> _RAW DATA_
*-*-*
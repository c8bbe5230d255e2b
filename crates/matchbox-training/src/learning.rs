//! Credit assignment from recorded games.
//!
//! The learning engine replays a move log (see [`LogEntry`]) in two passes:
//!
//! 1. **Parse** - [`parse_game_log`] groups the flat line sequence into
//!    [`ParsedGame`]s, pairing every `M` line with the most recent `I` line of
//!    the same game. `R`/`F` lines are ignored.
//! 2. **Learn** - [`learn_from_games`] walks every decisive game and adjusts the
//!    box of each visited position: the winner's chosen cell gains a bead, the
//!    loser's chosen cell loses one. Drawn games are ignored.
//!
//! The whole log is parsed before any weight is touched, so a malformed log is
//! rejected as a unit and leaves the store unchanged.
//!
//! # Example
//!
//! ```
//! use matchbox_engine::parse_log_text;
//! use matchbox_training::{WeightStore, learning};
//!
//! let log = parse_log_text("I 0\nM X 4\nI 162\nM O 0\nW X\n").unwrap();
//! let mut store = WeightStore::new();
//! let summary = learning::learn_from_games(&mut store, &log).unwrap();
//! assert_eq!(summary.decisive_games, 1);
//! assert_eq!(summary.rewarded, 1);
//! assert_eq!(summary.penalized, 1);
//! ```

use matchbox_engine::{Board, BoardIndex, LogEntry, MoveError, Player};

use serde::Serialize;

use crate::{store::WeightStore, weights::Adjustment};

/// How a recorded game ended.
#[derive(Debug, Clone, Copy, PartialEq, Eq)]
pub enum GameVerdict {
    Winner(Player),
    Draw,
}

/// A single recorded move.
#[derive(Debug, Clone, Copy, PartialEq, Eq)]
pub struct MoveRecord {
    /// Index of the board the move was made on.
    pub index: BoardIndex,
    pub player: Player,
    pub cell: usize,
}

#[derive(Debug, Clone, PartialEq, Eq)]
pub struct ParsedGame {
    pub moves: Vec<MoveRecord>,
    pub verdict: GameVerdict,
}

/// Structural error in a move log.
///
/// `position` is the 0-based position of the offending entry in the log.
#[derive(Debug, Clone, Copy, PartialEq, Eq, derive_more::Display, derive_more::Error)]
pub enum ParseGameLogError {
    #[display("entry {position}: move has no preceding board index in its game")]
    MoveWithoutIndex { position: usize },
    #[display("entry {position}: move {player} {cell} is illegal on board {index}: {source}")]
    IllegalMove {
        position: usize,
        index: BoardIndex,
        player: Player,
        cell: usize,
        source: MoveError,
    },
    #[display("log ends inside a game that has no `W` or `C` line")]
    UnterminatedGame,
}

/// Groups a flat move log into games.
///
/// Every move is checked against the board decoded from its index, so a log
/// that names occupied cells or the wrong player is rejected.
pub fn parse_game_log(entries: &[LogEntry]) -> Result<Vec<ParsedGame>, ParseGameLogError> {
    let mut games = vec![];
    let mut moves = vec![];
    let mut current_index = None;
    let mut in_game = false;

    for (position, entry) in entries.iter().enumerate() {
        match *entry {
            LogEntry::Index(index) => {
                current_index = Some(index);
                in_game = true;
            }
            LogEntry::Move { player, cell } => {
                let index =
                    current_index.ok_or(ParseGameLogError::MoveWithoutIndex { position })?;
                Board::from_index(index)
                    .validate_move(player, cell)
                    .map_err(|source| ParseGameLogError::IllegalMove {
                        position,
                        index,
                        player,
                        cell,
                        source,
                    })?;
                moves.push(MoveRecord {
                    index,
                    player,
                    cell,
                });
            }
            LogEntry::Rotations(_) | LogEntry::Flips(_) => in_game = true,
            LogEntry::Win(player) => {
                games.push(ParsedGame {
                    moves: std::mem::take(&mut moves),
                    verdict: GameVerdict::Winner(player),
                });
                current_index = None;
                in_game = false;
            }
            LogEntry::Draw => {
                games.push(ParsedGame {
                    moves: std::mem::take(&mut moves),
                    verdict: GameVerdict::Draw,
                });
                current_index = None;
                in_game = false;
            }
        }
    }

    if in_game || !moves.is_empty() {
        return Err(ParseGameLogError::UnterminatedGame);
    }
    Ok(games)
}

/// Counters describing a learning pass.
#[derive(Debug, Clone, Copy, PartialEq, Eq, Default, derive_more::AddAssign, Serialize)]
pub struct LearningSummary {
    /// Games replayed, decisive or not.
    pub games: usize,
    pub decisive_games: usize,
    pub draws: usize,
    /// Moves whose cell gained a bead.
    pub rewarded: usize,
    /// Moves whose cell lost a bead.
    pub penalized: usize,
    /// Moves of decisive games that left their box unchanged.
    pub skipped: usize,
}

/// Applies the credit-assignment rule for one game.
pub fn learn_from_game(store: &mut WeightStore, game: &ParsedGame) -> LearningSummary {
    let mut summary = LearningSummary {
        games: 1,
        ..LearningSummary::default()
    };
    let winner = match game.verdict {
        GameVerdict::Winner(winner) => winner,
        GameVerdict::Draw => {
            summary.draws = 1;
            return summary;
        }
    };
    summary.decisive_games = 1;

    for record in &game.moves {
        let weights = store.lookup(record.index);
        let adjustment = if record.player == winner {
            weights.reward(record.cell)
        } else {
            weights.penalize(record.cell)
        };
        match adjustment {
            Adjustment::Rewarded => summary.rewarded += 1,
            Adjustment::Penalized => summary.penalized += 1,
            Adjustment::Skipped => {
                log::debug!(
                    "box {} left unchanged for {} {} (weights {:?})",
                    record.index,
                    record.player,
                    record.cell,
                    weights.as_array()
                );
                summary.skipped += 1;
            }
        }
    }
    summary
}

/// Parses `entries` and learns from every game in it.
///
/// Nothing is learned if the log is malformed.
pub fn learn_from_games(
    store: &mut WeightStore,
    entries: &[LogEntry],
) -> Result<LearningSummary, ParseGameLogError> {
    let games = parse_game_log(entries)?;
    let mut summary = LearningSummary::default();
    for game in &games {
        summary += learn_from_game(store, game);
    }
    log::info!(
        "learned from {} games ({} decisive, {} draws): +{} / -{} beads, {} skipped",
        summary.games,
        summary.decisive_games,
        summary.draws,
        summary.rewarded,
        summary.penalized,
        summary.skipped
    );
    Ok(summary)
}

#[cfg(test)]
mod tests {
    use matchbox_engine::parse_log_text;
    use test_log::test;

    use super::*;

    fn index(s: &str) -> BoardIndex {
        s.parse::<Board>().unwrap().index()
    }

    fn entries(text: &str) -> Vec<LogEntry> {
        parse_log_text(text).unwrap()
    }

    // X: 4, O: 1, X: 0, O: 3, X: 8 (main diagonal)
    const X_WINS: &str = "\
I 0
M X 4
I 162
M O 1
I 2349
M X 0
I 15471
M O 3
I 15714
M X 8
W X
";

    const DRAW: &str = "\
I 0
M X 0
I 13122
M O 1
I 15309
M X 2
I 16767
M O 3
I 17010
M X 4
I 17172
M O 6
I 17181
M X 5
R 3
I 17923
M O 2
I 18652
M X 5
C
";

    #[test]
    fn test_parse_game_log() {
        let text = format!("{X_WINS}{DRAW}");
        let games = parse_game_log(&entries(&text)).unwrap();
        assert_eq!(games.len(), 2);

        assert_eq!(games[0].verdict, GameVerdict::Winner(Player::X));
        assert_eq!(games[0].moves.len(), 5);
        assert_eq!(
            games[0].moves[1],
            MoveRecord {
                index: index("    X    "),
                player: Player::O,
                cell: 1,
            }
        );

        assert_eq!(games[1].verdict, GameVerdict::Draw);
        assert_eq!(games[1].moves.len(), 9);
        assert_eq!(games[1].moves[7].index.value(), 17_923);
    }

    #[test]
    fn test_parse_empty_log() {
        assert_eq!(parse_game_log(&[]), Ok(vec![]));
    }

    #[test]
    fn test_parse_move_without_index() {
        assert_eq!(
            parse_game_log(&entries("M X 4\nW X\n")),
            Err(ParseGameLogError::MoveWithoutIndex { position: 0 })
        );
        // the index of a finished game does not carry over into the next one
        assert_eq!(
            parse_game_log(&entries("I 0\nM X 4\nW X\nM X 4\nW X\n")),
            Err(ParseGameLogError::MoveWithoutIndex { position: 3 })
        );
    }

    #[test]
    fn test_parse_unterminated_game() {
        assert_eq!(
            parse_game_log(&entries("I 0\nM X 4\nW X\nI 0\nM X 4\n")),
            Err(ParseGameLogError::UnterminatedGame)
        );
        assert_eq!(
            parse_game_log(&entries("I 0\n")),
            Err(ParseGameLogError::UnterminatedGame)
        );
    }

    #[test]
    fn test_parse_illegal_move() {
        // cell 4 is already taken on board 162
        let err = parse_game_log(&entries("I 162\nM O 4\nW O\n")).unwrap_err();
        assert!(matches!(
            err,
            ParseGameLogError::IllegalMove {
                position: 1,
                source: MoveError::Occupied,
                ..
            }
        ));
        // X cannot move twice in a row
        let err = parse_game_log(&entries("I 162\nM X 0\nW X\n")).unwrap_err();
        assert!(matches!(
            err,
            ParseGameLogError::IllegalMove {
                source: MoveError::WrongTurn,
                ..
            }
        ));
    }

    #[test]
    fn test_learn_from_decisive_game() {
        let mut store = WeightStore::with_initial_weight(3);
        let summary = learn_from_games(&mut store, &entries(X_WINS)).unwrap();
        assert_eq!(
            summary,
            LearningSummary {
                games: 1,
                decisive_games: 1,
                draws: 0,
                rewarded: 3,
                penalized: 2,
                skipped: 0,
            }
        );

        // winner's cells gained exactly one bead
        assert_eq!(store.get(index("         ")).unwrap().get(4), 4);
        assert_eq!(store.get(index(" O  X    ")).unwrap().get(0), 4);
        assert_eq!(store.get(index("XO OX    ")).unwrap().get(8), 4);
        // loser's cells lost exactly one bead
        assert_eq!(store.get(index("    X    ")).unwrap().get(1), 2);
        assert_eq!(store.get(index("XO  X    ")).unwrap().get(3), 2);
        // other cells untouched
        let box0 = store.get(index("         ")).unwrap();
        assert_eq!(box0.total(), 9 * 3 + 1);
    }

    #[test]
    fn test_learn_ignores_draws() {
        let mut store = WeightStore::new();
        let summary = learn_from_games(&mut store, &entries(DRAW)).unwrap();
        assert_eq!(summary.games, 1);
        assert_eq!(summary.draws, 1);
        assert_eq!(summary.rewarded + summary.penalized + summary.skipped, 0);
        assert!(store.is_empty(), "a drawn game must not create boxes");
    }

    #[test]
    fn test_learn_keeps_last_bead() {
        // X's only remaining option on this board is cell 8
        let text = "I 17376\nM X 8\nW O\n";
        let board = Board::from_index(BoardIndex::new(17_376).unwrap());
        assert_eq!(board, "XOXXOOOX ".parse().unwrap());
        assert_eq!(board.empty_cells().as_slice(), &[8]);

        let mut store = WeightStore::new();
        for _ in 0..3 {
            let summary = learn_from_games(&mut store, &entries(text)).unwrap();
            assert_eq!(summary.skipped, 1);
        }
        assert_eq!(store.get(board.index()).unwrap().total(), 1);
    }

    #[test]
    fn test_learn_repeated_losses_never_empty_box() {
        let mut store = WeightStore::new();
        // X loses from the empty board over and over with the same first move
        let text = "I 0\nM X 4\nI 162\nM O 0\nW O\n";
        for _ in 0..20 {
            learn_from_games(&mut store, &entries(text)).unwrap();
        }
        let first = store.get(BoardIndex::default()).unwrap();
        assert_eq!(first.get(4), 0);
        assert_eq!(first.total(), 8);
        assert_eq!(store.get(index("    X    ")).unwrap().get(0), 21);
    }

    #[test]
    fn test_malformed_log_learns_nothing() {
        let mut store = WeightStore::new();
        let text = format!("{X_WINS}I 0\nM X 4\n");
        assert_eq!(
            learn_from_games(&mut store, &entries(&text)),
            Err(ParseGameLogError::UnterminatedGame)
        );
        assert!(store.is_empty());
    }
}
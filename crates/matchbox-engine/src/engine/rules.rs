//! Win, draw and move legality rules.

use crate::{
    MoveError,
    core::{Board, CELL_COUNT, Cell, Player},
};

/// The 8 winning lines: 3 rows, 3 columns, 2 diagonals.
pub const LINES: [[usize; 3]; 8] = [
    [0, 1, 2],
    [3, 4, 5],
    [6, 7, 8],
    [0, 3, 6],
    [1, 4, 7],
    [2, 5, 8],
    [0, 4, 8],
    [2, 4, 6],
];

/// Number of marks X has placed when the board is full under alternating play.
const FULL_BOARD_X_COUNT: usize = 5;

impl Board {
    /// Returns `true` if `player` occupies every cell of any row, column or diagonal.
    #[must_use]
    pub fn is_winner(&self, player: Player) -> bool {
        LINES
            .iter()
            .any(|line| line.iter().all(|&c| self.cell(c) == Cell::Mark(player)))
    }

    /// Returns the player holding a complete line, checking X first.
    #[must_use]
    pub fn winner(&self) -> Option<Player> {
        Player::ALL.into_iter().find(|&p| self.is_winner(p))
    }

    /// Returns `true` if nobody has won and X has placed its fifth mark.
    ///
    /// Draw detection is tied to X's mark count rather than to an empty-cell
    /// check, so it only agrees with "board full" for boards reached by
    /// alternating play with X first.
    #[must_use]
    pub fn is_cats_game(&self) -> bool {
        self.winner().is_none() && self.count(Player::X) == FULL_BOARD_X_COUNT
    }

    /// Player whose turn it is, or `None` if the mark counts are not reachable by
    /// alternating play.
    #[must_use]
    pub fn next_player(&self) -> Option<Player> {
        let x = self.count(Player::X);
        let o = self.count(Player::O);
        if x == o {
            Some(Player::X)
        } else if x == o + 1 {
            Some(Player::O)
        } else {
            None
        }
    }

    /// Checks whether `player` may mark `cell`.
    ///
    /// Turn parity is checked first, then the range of `cell`, then occupancy.
    ///
    /// # Example
    ///
    /// ```
    /// use matchbox_engine::{Board, MoveError, Player};
    ///
    /// let board: Board = "X O X   O".parse().unwrap();
    /// assert_eq!(board.validate_move(Player::O, 0), Err(MoveError::WrongTurn));
    /// assert_eq!(board.validate_move(Player::X, 10), Err(MoveError::OutOfRange));
    /// assert_eq!(board.validate_move(Player::X, 2), Err(MoveError::Occupied));
    /// assert_eq!(board.validate_move(Player::X, 1), Ok(()));
    /// ```
    pub fn validate_move(&self, player: Player, cell: usize) -> Result<(), MoveError> {
        if self.next_player() != Some(player) {
            return Err(MoveError::WrongTurn);
        }
        if cell >= CELL_COUNT {
            return Err(MoveError::OutOfRange);
        }
        if !self.cell(cell).is_empty() {
            return Err(MoveError::Occupied);
        }
        Ok(())
    }

    /// Writes `player` into `cell` in place.
    ///
    /// No validation is performed; callers are expected to have received `Ok`
    /// from [`Board::validate_move`] first.
    ///
    /// # Panics
    ///
    /// Panics if `cell` is not below [`CELL_COUNT`].
    pub fn place(&mut self, player: Player, cell: usize) {
        self.set(cell, Cell::Mark(player));
    }
}
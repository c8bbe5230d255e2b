use std::{
    fs::{self, File, OpenOptions},
    io::{self, BufWriter, StdoutLock, Write as _},
    path::{Path, PathBuf},
};

use anyhow::Context;
use matchbox_engine::{LogEntry, format_log_text, parse_log_text};
use rand::SeedableRng as _;
use rand_pcg::Pcg32;

#[derive(Debug)]
pub enum Output {
    Stdout {
        writer: StdoutLock<'static>,
    },
    File {
        writer: BufWriter<File>,
        path: PathBuf,
    },
}

impl Output {
    pub fn save_json<T>(value: &T, output_path: Option<PathBuf>) -> anyhow::Result<()>
    where
        T: serde::Serialize,
    {
        let mut output = Output::from_output_path(output_path)?;
        output.write_json(value)
    }

    pub fn from_output_path(output_path: Option<PathBuf>) -> anyhow::Result<Self> {
        match output_path {
            Some(path) => Output::open(path),
            None => Ok(Output::stdout()),
        }
    }

    pub fn stdout() -> Self {
        Output::Stdout {
            writer: io::stdout().lock(),
        }
    }

    pub fn open(path: PathBuf) -> anyhow::Result<Self> {
        let file = File::create(&path)
            .with_context(|| format!("Failed to create output file: {}", path.display()))?;
        Ok(Output::File {
            writer: BufWriter::new(file),
            path,
        })
    }

    pub fn display_path(&self) -> String {
        match self {
            Output::Stdout { .. } => "stdout".to_string(),
            Output::File { path, .. } => path.display().to_string(),
        }
    }

    pub fn write_json<T>(&mut self, value: T) -> anyhow::Result<()>
    where
        T: serde::Serialize,
    {
        serde_json::to_writer_pretty(&mut *self, &value)
            .with_context(|| format!("Failed to write JSON to {}", self.display_path()))?;
        writeln!(&mut *self).with_context(|| {
            format!(
                "Failed to write newline after JSON to {}",
                self.display_path()
            )
        })?;
        self.flush()
            .with_context(|| format!("Failed to flush output to {}", self.display_path()))?;
        Ok(())
    }
}

impl io::Write for Output {
    fn write(&mut self, buf: &[u8]) -> io::Result<usize> {
        match self {
            Output::Stdout { writer } => writer.write(buf),
            Output::File { writer, .. } => writer.write(buf),
        }
    }

    fn flush(&mut self) -> io::Result<()> {
        match self {
            Output::Stdout { writer } => writer.flush(),
            Output::File { writer, .. } => writer.flush(),
        }
    }
}

/// Reads a move log file (one `I`/`M`/`R`/`F`/`W`/`C` line per entry).
pub fn read_log_file<P>(path: P) -> anyhow::Result<Vec<LogEntry>>
where
    P: AsRef<Path>,
{
    let path = path.as_ref();
    let text = fs::read_to_string(path)
        .with_context(|| format!("Failed to read move log file: {}", path.display()))?;
    let entries = parse_log_text(&text)
        .with_context(|| format!("Failed to parse move log file: {}", path.display()))?;
    Ok(entries)
}

/// Appends entries to a move log file, creating it if needed.
pub fn append_log_file<P>(path: P, entries: &[LogEntry]) -> anyhow::Result<()>
where
    P: AsRef<Path>,
{
    let path = path.as_ref();
    let mut file = OpenOptions::new()
        .create(true)
        .append(true)
        .open(path)
        .with_context(|| format!("Failed to open move log file: {}", path.display()))?;
    file.write_all(format_log_text(entries).as_bytes())
        .with_context(|| format!("Failed to write move log file: {}", path.display()))?;
    Ok(())
}

/// Builds the random generator for a run, seeded from the OS when `seed` is absent.
pub fn build_rng(seed: Option<u64>) -> Pcg32 {
    match seed {
        Some(seed) => {
            log::info!("using random seed {seed}");
            Pcg32::seed_from_u64(seed)
        }
        None => Pcg32::from_rng(&mut rand::rng()),
    }
}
*-*-*
Copy every line from the material in which the word "BoardIndex" can be found.

> _ANSWER SPACE_
use matchbox_engine::{Board, BoardIndex, LogEntry, MoveError, Player};
    pub index: BoardIndex,
        index: BoardIndex,
    fn index(s: &str) -> BoardIndex {
        let board = Board::from_index(BoardIndex::new(17_376).unwrap());
        let first = store.get(BoardIndex::default()).unwrap();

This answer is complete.